▶ [What to work on]:
What is the number of lines in the data holding the word "fences"? Give that number by itself.

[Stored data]
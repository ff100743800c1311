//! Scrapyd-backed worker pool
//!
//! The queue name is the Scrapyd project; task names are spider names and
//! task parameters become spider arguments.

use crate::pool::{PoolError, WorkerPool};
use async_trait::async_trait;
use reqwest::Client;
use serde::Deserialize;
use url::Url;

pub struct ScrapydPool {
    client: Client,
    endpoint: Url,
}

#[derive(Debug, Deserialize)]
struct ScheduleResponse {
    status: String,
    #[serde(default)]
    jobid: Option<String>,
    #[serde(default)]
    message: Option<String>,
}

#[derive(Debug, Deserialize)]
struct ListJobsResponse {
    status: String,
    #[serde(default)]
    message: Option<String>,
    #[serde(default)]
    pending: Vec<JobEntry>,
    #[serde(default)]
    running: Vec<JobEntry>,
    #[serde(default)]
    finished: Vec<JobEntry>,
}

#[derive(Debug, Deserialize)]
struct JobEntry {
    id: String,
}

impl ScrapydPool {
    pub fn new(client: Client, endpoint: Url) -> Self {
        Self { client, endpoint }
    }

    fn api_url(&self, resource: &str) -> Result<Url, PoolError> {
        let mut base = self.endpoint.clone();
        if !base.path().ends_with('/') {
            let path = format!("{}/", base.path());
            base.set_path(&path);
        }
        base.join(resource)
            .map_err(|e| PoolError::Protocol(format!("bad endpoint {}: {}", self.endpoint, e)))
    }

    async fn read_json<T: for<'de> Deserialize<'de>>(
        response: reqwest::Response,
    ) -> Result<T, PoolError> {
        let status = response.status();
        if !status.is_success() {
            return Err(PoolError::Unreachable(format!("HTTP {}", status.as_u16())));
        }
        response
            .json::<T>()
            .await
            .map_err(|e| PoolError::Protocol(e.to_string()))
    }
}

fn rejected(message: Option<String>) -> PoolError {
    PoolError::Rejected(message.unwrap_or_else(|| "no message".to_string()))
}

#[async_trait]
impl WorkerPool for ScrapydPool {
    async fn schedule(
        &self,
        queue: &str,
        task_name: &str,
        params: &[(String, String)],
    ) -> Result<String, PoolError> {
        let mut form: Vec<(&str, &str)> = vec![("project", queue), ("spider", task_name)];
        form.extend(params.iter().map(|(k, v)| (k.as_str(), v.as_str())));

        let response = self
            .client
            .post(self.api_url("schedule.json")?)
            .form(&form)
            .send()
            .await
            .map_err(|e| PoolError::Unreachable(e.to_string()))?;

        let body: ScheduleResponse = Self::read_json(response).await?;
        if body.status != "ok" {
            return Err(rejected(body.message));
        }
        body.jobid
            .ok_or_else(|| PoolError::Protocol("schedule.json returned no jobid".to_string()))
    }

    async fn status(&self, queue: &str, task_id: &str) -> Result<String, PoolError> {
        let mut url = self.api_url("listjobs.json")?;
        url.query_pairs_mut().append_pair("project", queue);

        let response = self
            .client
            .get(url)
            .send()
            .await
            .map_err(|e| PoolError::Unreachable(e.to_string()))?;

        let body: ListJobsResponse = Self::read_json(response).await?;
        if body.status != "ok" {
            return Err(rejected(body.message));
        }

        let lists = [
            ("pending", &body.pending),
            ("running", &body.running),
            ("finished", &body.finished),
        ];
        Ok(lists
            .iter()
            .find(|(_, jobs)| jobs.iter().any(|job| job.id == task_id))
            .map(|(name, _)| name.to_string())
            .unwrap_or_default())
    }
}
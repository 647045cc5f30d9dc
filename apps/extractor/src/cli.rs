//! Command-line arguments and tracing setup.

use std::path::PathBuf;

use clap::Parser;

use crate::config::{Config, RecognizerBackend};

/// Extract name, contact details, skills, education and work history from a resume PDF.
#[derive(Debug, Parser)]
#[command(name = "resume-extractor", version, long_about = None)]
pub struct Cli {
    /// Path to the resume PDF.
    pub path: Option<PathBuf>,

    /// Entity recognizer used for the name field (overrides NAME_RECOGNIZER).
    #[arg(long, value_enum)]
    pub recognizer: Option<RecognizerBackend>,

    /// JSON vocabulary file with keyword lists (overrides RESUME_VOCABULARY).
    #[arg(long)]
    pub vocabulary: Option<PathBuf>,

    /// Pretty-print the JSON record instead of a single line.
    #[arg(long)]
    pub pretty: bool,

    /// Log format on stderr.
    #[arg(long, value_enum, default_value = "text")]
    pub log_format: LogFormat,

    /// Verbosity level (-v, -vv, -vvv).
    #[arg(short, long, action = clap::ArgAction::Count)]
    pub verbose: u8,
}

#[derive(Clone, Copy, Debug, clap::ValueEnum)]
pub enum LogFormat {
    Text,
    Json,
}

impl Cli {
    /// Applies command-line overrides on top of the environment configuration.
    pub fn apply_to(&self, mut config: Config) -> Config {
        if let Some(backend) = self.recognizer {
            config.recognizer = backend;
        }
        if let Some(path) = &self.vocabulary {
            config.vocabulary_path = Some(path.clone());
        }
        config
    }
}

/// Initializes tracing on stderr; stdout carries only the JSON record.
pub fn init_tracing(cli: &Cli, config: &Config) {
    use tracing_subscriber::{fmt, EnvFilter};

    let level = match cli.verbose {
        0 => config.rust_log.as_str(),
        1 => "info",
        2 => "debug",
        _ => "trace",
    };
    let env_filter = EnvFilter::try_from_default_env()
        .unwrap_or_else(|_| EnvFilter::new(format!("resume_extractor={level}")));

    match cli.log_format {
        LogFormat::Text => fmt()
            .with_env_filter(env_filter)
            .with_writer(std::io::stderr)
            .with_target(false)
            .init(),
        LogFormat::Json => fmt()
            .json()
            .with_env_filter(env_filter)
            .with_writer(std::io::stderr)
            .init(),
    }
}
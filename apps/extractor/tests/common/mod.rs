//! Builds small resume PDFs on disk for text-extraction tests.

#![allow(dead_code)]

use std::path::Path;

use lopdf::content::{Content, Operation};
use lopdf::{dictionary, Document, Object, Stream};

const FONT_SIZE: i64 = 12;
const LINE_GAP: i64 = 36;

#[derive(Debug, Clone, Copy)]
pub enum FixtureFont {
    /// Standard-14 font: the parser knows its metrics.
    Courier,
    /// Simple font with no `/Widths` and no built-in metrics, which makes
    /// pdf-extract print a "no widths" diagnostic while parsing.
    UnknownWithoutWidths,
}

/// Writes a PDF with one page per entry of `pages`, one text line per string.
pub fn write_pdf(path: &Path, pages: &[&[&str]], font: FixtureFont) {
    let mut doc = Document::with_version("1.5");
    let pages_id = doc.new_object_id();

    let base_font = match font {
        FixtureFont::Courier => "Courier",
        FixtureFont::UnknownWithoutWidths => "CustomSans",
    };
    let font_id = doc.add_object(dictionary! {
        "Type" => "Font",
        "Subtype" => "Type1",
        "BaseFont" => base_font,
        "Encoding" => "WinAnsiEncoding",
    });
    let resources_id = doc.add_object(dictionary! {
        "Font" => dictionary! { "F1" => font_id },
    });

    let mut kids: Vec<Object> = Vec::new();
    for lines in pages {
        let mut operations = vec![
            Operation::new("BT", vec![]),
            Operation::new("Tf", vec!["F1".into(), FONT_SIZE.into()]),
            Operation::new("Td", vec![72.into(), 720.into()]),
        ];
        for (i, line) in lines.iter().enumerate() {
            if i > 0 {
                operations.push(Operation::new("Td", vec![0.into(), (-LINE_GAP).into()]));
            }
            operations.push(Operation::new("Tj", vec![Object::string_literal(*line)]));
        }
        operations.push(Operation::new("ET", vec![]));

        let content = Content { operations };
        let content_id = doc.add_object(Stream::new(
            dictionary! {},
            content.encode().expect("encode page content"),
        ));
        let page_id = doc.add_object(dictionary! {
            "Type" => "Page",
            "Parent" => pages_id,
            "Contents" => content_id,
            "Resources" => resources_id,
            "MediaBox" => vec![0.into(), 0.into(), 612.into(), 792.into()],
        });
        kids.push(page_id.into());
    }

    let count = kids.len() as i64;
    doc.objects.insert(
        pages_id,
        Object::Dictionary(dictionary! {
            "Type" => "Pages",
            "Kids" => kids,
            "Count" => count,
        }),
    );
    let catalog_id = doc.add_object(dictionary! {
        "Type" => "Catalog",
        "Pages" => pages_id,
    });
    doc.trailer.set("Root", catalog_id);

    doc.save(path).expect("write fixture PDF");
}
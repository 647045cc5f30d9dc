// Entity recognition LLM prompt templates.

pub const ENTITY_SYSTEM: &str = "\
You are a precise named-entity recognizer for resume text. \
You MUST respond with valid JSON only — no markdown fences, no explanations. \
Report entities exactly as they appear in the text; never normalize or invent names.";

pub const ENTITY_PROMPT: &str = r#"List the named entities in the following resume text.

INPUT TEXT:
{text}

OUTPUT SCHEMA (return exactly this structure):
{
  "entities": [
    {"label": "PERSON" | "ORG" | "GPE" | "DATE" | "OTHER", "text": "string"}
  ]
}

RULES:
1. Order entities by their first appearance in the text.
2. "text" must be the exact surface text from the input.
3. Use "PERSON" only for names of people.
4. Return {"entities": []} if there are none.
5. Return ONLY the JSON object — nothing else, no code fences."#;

▶ [Response below]:
2